The Crystal River National Wildlife Refuge is one of the smallest but most popular marine wildlife reserves on the Eastern Seaboard. This tiny waterway, barely seven miles long, is one of the largest Manatee refuges in the United States and one of the most important in the world. Visitors from all over the world come here to view, and occasionally swim with, the magnificent creatures.
The area around Crystal River has been inhabited since pre-Columbian times. Although settled by westerners in the Colonial era, the region was not widely exploited until the 20th century. In the 1960s it became home to the Crystal River Energy Complex which now houses numerous coal and nuclear power plants. Although too late to stop the construction of these plants, the establishment of the national wildlife refuge here prevented further encroachments or damage to the important local ecosystem.
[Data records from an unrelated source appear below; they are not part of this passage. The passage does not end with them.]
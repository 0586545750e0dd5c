//! Migration report
//!
//! Workers append results concurrently; rendering happens once at the end
//! and sorts by artifact name so output does not depend on completion order.

use crate::config::OutputFormat;
use crate::inventory::TransferUnit;
use serde::Serialize;
use std::io::{self, Write};
use std::sync::{Mutex, MutexGuard, PoisonError};
use std::time::Duration;

const MB: f64 = 1024.0 * 1024.0;

/// One row of the report
#[derive(Debug, Clone, PartialEq, Eq, Serialize)]
pub struct ResultRecord {
    /// Artifact display name (`g:a:v`, `name=version`, file name)
    pub name: String,
    /// Source path or download URL
    pub path: String,
    pub size: u64,
    pub elapsed_ms: u64,
    pub message: String,
}

impl ResultRecord {
    pub fn new(
        name: impl Into<String>,
        path: impl Into<String>,
        size: u64,
        elapsed: Duration,
        message: impl Into<String>,
    ) -> Self {
        Self {
            name: name.into(),
            path: path.into(),
            size,
            elapsed_ms: elapsed.as_millis() as u64,
            message: message.into(),
        }
    }

    /// Record for a transfer unit
    pub fn for_unit(unit: &TransferUnit, elapsed: Duration, message: impl Into<String>) -> Self {
        Self::new(unit.display_name(), unit.source.to_string(), unit.size, elapsed, message)
    }

    fn size_mb(&self) -> f64 {
        self.size as f64 / MB
    }

    fn seconds(&self) -> f64 {
        self.elapsed_ms as f64 / 1000.0
    }
}

/// Counts per outcome
#[derive(Debug, Clone, Copy, Default, PartialEq, Eq, Serialize)]
pub struct ReportSummary {
    pub succeeded: usize,
    pub skipped: usize,
    pub failed: usize,
    pub total: usize,
}

#[derive(Serialize)]
struct ReportDocument<'a> {
    summary: ReportSummary,
    succeeded: &'a [ResultRecord],
    skipped: &'a [ResultRecord],
    failed: &'a [ResultRecord],
}

/// Append-only, thread-safe result accumulator
#[derive(Debug, Default)]
pub struct Report {
    succeeded: Mutex<Vec<ResultRecord>>,
    skipped: Mutex<Vec<ResultRecord>>,
    failed: Mutex<Vec<ResultRecord>>,
}

fn lock(list: &Mutex<Vec<ResultRecord>>) -> MutexGuard<'_, Vec<ResultRecord>> {
    list.lock().unwrap_or_else(PoisonError::into_inner)
}

impl Report {
    pub fn new() -> Self {
        Self::default()
    }

    pub fn add_succeeded(&self, record: ResultRecord) {
        lock(&self.succeeded).push(record);
    }

    pub fn add_skipped(&self, record: ResultRecord) {
        lock(&self.skipped).push(record);
    }

    pub fn add_failed(&self, record: ResultRecord) {
        lock(&self.failed).push(record);
    }

    pub fn total_count(&self) -> usize {
        self.summary().total
    }

    pub fn summary(&self) -> ReportSummary {
        let succeeded = lock(&self.succeeded).len();
        let skipped = lock(&self.skipped).len();
        let failed = lock(&self.failed).len();
        ReportSummary {
            succeeded,
            skipped,
            failed,
            total: succeeded + skipped + failed,
        }
    }

    /// True when no unit failed
    pub fn is_success(&self) -> bool {
        lock(&self.failed).is_empty()
    }

    pub fn succeeded(&self) -> Vec<ResultRecord> {
        lock(&self.succeeded).clone()
    }

    pub fn skipped(&self) -> Vec<ResultRecord> {
        lock(&self.skipped).clone()
    }

    pub fn failed(&self) -> Vec<ResultRecord> {
        lock(&self.failed).clone()
    }

    /// All records sorted by name, then path
    pub fn merged(&self) -> Vec<ResultRecord> {
        let mut all = self.succeeded();
        all.extend(self.skipped());
        all.extend(self.failed());
        all.sort_by(|a, b| a.name.cmp(&b.name).then_with(|| a.path.cmp(&b.path)));
        all
    }

    pub fn render(&self, w: &mut dyn Write, format: OutputFormat) -> io::Result<()> {
        match format {
            OutputFormat::Text => self.render_text(w),
            OutputFormat::Json => self.render_json(w),
        }
    }

    fn render_json(&self, w: &mut dyn Write) -> io::Result<()> {
        let by_name = |mut v: Vec<ResultRecord>| {
            v.sort_by(|a, b| a.name.cmp(&b.name).then_with(|| a.path.cmp(&b.path)));
            v
        };
        let (succeeded, skipped, failed) = (by_name(self.succeeded()), by_name(self.skipped()), by_name(self.failed()));
        let document = ReportDocument {
            summary: self.summary(),
            succeeded: &succeeded,
            skipped: &skipped,
            failed: &failed,
        };
        serde_json::to_writer_pretty(&mut *w, &document)?;
        writeln!(w)
    }

    fn render_text(&self, w: &mut dyn Write) -> io::Result<()> {
        let records = self.merged();
        let headers = ["Artifact", "Src Path", "Size(MB)", "Time(s)", "Result"];

        let rows: Vec<[String; 5]> = records
            .iter()
            .map(|r| {
                [
                    r.name.clone(),
                    r.path.clone(),
                    format!("{:.3}", r.size_mb()),
                    format!("{:.3}", r.seconds()),
                    r.message.clone(),
                ]
            })
            .collect();

        let total_mb: f64 = records.iter().map(ResultRecord::size_mb).sum();
        let total_s: f64 = records.iter().map(ResultRecord::seconds).sum();
        let footer = [
            "Total".to_string(),
            records.len().to_string(),
            format!("{:.3}", total_mb),
            format!("{:.3}", total_s),
            String::new(),
        ];

        let mut widths = headers.map(str::len);
        for row in rows.iter().chain(std::iter::once(&footer)) {
            for (width, cell) in widths.iter_mut().zip(row.iter()) {
                *width = (*width).max(cell.chars().count());
            }
        }

        let line = |w: &mut dyn Write, cells: [&str; 5]| -> io::Result<()> {
            writeln!(
                w,
                "{:<a$}  {:<b$}  {:>c$}  {:>d$}  {}",
                cells[0],
                cells[1],
                cells[2],
                cells[3],
                cells[4],
                a = widths[0],
                b = widths[1],
                c = widths[2],
                d = widths[3]
            )
        };
        let rule = "-".repeat(widths.iter().sum::<usize>() + 2 * (widths.len() - 1));

        line(&mut *w, headers)?;
        writeln!(w, "{}", rule)?;
        for row in &rows {
            line(&mut *w, row.each_ref().map(String::as_str))?;
        }
        writeln!(w, "{}", rule)?;
        line(&mut *w, footer.each_ref().map(String::as_str))?;

        let summary = self.summary();
        writeln!(
            w,
            "\nSucceeded: {}, Skipped: {}, Failed: {}",
            summary.succeeded, summary.skipped, summary.failed
        )
    }
}
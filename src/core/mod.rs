//! Core migration engine
//!
//! Provides the transfer executor, the bounded-concurrency scheduler and
//! the pipeline that ties listing, existence checks and transfers together.

mod pipeline;
mod scheduler;
mod transfer;

pub use pipeline::*;
pub use scheduler::*;
pub use transfer::*;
The Crystal River, which feeds into the Gulf of Mexico, is warmed by three hundred million gallons of natural spring water from the Three Sisters Springs. This makes the small waterway ideal for the habitation and mating of manatees. Depending on the season, as many as four hundred manatees can be residing in the area at one time.
The Crystal River National Wildlife Refuge is located on the west-central coast of Florida, approximately forty miles north of Tampa. Adventurous visitors can swim with Manatees in certain areas. The refuge is open year-round and is an open site. There is no cost of admission. Web: www.fws.gov/crystalriver (official website).